> What the task requires:
Find the word "SettlementType" in the data, then copy each line where it is found.

::: Data for processing

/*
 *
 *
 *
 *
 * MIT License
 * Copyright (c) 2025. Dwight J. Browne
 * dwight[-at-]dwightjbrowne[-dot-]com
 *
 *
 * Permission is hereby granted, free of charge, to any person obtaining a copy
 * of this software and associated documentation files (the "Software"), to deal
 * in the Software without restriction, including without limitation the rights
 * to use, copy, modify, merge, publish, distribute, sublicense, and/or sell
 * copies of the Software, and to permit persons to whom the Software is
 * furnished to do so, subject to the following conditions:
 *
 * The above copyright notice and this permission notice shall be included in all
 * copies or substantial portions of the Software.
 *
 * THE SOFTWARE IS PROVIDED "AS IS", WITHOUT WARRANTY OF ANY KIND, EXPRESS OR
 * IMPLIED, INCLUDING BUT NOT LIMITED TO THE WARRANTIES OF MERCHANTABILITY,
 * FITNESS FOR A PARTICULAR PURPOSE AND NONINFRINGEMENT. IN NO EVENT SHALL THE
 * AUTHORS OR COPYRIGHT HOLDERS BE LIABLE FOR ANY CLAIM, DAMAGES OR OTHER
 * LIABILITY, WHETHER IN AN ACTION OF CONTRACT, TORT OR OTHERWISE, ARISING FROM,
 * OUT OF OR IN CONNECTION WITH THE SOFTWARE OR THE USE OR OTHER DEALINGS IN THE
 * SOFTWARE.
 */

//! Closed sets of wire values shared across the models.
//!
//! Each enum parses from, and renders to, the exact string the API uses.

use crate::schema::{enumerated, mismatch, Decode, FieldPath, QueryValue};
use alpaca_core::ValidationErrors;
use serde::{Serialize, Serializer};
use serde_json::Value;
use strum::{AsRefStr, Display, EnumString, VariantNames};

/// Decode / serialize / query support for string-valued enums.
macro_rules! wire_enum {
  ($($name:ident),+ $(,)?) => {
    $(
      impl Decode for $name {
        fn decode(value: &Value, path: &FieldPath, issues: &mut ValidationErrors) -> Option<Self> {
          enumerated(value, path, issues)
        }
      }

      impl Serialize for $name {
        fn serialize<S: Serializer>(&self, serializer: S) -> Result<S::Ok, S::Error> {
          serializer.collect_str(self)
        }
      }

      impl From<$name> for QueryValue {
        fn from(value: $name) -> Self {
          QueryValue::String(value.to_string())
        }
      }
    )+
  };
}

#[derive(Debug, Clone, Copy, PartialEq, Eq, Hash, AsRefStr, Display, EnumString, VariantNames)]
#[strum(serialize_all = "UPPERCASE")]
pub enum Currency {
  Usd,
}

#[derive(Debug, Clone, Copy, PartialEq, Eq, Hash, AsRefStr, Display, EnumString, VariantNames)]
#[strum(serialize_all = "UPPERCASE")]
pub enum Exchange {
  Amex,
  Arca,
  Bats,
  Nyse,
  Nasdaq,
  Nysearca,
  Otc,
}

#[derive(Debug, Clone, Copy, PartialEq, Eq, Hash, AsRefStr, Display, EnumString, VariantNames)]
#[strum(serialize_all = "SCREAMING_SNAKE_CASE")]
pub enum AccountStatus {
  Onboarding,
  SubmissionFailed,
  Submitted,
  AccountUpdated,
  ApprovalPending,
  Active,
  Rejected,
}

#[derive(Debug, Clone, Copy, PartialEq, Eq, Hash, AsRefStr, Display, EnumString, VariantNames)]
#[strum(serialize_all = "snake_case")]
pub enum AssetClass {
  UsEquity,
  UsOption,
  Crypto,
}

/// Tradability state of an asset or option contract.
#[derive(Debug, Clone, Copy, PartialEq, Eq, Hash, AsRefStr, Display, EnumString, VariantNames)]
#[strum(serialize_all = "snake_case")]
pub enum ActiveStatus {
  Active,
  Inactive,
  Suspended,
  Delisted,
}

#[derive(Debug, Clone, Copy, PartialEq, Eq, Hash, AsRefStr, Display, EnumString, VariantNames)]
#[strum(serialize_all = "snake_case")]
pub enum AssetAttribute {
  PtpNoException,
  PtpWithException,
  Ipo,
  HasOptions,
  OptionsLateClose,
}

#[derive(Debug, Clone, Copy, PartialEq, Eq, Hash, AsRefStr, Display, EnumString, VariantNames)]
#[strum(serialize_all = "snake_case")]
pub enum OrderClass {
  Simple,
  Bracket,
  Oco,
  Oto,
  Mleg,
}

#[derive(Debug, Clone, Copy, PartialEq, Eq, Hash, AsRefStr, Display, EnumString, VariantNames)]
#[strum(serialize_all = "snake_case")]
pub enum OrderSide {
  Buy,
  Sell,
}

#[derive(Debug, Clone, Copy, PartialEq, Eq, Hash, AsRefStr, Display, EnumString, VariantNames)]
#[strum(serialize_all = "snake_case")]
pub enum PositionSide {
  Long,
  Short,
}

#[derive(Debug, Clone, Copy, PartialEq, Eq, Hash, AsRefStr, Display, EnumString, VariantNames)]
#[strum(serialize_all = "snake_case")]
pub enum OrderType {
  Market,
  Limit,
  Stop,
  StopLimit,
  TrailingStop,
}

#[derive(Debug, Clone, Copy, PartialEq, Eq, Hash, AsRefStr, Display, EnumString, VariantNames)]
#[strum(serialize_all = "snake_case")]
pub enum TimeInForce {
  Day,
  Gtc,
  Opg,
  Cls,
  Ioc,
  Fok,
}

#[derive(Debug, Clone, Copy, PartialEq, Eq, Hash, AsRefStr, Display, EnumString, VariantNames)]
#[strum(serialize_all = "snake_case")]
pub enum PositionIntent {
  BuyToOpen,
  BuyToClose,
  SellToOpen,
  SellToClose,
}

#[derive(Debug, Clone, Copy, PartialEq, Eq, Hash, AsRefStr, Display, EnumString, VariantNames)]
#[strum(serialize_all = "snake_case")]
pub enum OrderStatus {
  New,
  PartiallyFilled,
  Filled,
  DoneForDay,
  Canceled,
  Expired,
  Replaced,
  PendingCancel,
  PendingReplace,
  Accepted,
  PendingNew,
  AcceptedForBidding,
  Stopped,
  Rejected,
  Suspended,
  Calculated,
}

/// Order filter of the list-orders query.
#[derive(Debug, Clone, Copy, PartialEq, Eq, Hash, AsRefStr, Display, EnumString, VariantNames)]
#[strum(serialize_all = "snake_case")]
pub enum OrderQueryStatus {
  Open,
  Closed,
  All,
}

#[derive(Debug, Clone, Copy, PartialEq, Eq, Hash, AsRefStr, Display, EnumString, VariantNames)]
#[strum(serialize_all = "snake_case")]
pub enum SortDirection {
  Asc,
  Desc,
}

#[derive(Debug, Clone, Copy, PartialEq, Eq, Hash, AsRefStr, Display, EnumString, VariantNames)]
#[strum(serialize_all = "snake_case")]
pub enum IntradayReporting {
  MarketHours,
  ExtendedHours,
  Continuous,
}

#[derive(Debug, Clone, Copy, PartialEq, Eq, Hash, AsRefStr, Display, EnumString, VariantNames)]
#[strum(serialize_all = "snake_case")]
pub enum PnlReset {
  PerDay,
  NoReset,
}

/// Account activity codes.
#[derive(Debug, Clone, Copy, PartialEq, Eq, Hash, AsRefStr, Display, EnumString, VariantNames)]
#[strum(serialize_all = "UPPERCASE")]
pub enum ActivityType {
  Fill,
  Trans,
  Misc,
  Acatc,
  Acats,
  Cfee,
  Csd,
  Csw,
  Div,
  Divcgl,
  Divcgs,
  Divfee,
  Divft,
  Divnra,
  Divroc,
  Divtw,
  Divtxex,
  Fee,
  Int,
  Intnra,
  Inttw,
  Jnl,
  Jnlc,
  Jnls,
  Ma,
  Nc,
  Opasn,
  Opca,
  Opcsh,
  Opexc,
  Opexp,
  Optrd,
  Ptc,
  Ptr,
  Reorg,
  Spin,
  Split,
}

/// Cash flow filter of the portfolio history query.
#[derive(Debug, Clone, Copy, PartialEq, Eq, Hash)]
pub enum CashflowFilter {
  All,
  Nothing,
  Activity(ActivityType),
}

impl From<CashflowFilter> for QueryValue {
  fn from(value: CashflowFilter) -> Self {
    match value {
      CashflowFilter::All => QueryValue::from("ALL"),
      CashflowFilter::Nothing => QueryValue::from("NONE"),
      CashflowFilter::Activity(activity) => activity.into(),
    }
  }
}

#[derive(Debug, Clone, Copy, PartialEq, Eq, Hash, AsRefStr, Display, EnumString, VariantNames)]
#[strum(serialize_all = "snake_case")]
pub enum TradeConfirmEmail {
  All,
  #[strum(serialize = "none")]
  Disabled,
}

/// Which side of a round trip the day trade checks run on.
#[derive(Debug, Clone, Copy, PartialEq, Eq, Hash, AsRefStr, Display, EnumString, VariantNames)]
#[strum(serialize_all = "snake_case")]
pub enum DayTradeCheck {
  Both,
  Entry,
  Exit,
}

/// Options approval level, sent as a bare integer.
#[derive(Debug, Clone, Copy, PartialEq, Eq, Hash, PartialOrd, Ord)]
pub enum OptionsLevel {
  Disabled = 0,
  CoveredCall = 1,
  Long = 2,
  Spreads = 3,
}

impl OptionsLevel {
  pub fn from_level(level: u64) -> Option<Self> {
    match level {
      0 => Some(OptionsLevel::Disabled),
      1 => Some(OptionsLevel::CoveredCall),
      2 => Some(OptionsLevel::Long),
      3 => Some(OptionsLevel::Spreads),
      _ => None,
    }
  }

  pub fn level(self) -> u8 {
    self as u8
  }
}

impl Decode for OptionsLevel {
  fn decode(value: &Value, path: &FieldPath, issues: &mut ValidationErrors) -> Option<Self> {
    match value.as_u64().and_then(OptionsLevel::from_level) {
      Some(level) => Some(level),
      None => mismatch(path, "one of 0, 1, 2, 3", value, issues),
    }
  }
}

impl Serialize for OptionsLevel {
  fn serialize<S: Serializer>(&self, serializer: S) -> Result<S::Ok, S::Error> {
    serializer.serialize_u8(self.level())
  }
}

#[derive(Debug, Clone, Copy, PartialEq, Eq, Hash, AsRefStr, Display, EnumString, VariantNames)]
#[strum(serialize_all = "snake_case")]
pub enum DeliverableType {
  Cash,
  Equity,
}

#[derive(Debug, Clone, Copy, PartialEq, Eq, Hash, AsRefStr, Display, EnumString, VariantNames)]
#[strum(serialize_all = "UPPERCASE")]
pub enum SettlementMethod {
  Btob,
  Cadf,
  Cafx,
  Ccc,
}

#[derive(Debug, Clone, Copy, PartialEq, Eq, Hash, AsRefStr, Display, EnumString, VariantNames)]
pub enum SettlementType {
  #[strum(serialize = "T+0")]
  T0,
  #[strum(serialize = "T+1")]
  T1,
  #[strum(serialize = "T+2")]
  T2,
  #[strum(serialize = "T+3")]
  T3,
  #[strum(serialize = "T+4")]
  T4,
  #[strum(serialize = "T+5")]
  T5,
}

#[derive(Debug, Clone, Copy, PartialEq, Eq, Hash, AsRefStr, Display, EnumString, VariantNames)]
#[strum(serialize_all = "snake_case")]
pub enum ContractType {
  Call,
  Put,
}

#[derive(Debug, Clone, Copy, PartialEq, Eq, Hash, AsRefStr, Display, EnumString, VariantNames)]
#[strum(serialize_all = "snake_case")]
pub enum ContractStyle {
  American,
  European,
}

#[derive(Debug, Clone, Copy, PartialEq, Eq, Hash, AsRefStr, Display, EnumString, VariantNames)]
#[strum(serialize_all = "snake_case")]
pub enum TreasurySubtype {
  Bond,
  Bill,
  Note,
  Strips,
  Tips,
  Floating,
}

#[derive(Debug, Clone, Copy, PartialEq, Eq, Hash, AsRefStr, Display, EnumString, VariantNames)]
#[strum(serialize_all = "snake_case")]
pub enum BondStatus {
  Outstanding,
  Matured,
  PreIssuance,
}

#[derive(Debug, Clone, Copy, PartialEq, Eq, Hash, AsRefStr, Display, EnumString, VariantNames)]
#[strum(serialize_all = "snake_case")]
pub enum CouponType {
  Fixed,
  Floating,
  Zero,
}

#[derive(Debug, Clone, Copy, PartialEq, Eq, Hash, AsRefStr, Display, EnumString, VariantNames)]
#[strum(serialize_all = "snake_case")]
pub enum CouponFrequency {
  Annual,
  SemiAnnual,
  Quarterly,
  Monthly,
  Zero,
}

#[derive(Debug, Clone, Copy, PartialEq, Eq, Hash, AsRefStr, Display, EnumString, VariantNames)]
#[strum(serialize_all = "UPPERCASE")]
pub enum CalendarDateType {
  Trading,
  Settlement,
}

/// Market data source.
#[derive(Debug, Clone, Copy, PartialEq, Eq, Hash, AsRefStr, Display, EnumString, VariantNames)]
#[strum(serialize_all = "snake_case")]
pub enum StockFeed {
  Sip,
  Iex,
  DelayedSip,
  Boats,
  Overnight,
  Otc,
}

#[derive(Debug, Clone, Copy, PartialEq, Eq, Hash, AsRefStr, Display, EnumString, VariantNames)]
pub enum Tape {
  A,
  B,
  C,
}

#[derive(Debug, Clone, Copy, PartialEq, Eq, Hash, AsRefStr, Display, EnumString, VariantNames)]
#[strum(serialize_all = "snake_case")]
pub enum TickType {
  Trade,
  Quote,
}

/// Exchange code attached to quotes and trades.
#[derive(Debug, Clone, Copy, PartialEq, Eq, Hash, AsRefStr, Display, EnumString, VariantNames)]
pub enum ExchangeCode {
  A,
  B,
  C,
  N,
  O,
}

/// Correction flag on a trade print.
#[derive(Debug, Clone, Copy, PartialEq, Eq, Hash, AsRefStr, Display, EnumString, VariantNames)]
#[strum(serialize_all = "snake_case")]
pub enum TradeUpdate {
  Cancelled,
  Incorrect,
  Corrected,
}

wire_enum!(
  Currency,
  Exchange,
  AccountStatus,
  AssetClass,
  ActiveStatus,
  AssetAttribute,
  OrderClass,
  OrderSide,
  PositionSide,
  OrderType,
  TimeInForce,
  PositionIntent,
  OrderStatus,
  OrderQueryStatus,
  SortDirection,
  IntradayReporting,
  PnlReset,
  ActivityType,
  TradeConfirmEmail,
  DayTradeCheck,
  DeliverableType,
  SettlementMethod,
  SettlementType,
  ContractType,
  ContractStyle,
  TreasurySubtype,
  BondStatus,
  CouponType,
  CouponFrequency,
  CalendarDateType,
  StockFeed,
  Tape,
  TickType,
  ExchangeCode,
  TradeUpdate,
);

::::::

> Task answer:
pub enum SettlementType {
  SettlementType,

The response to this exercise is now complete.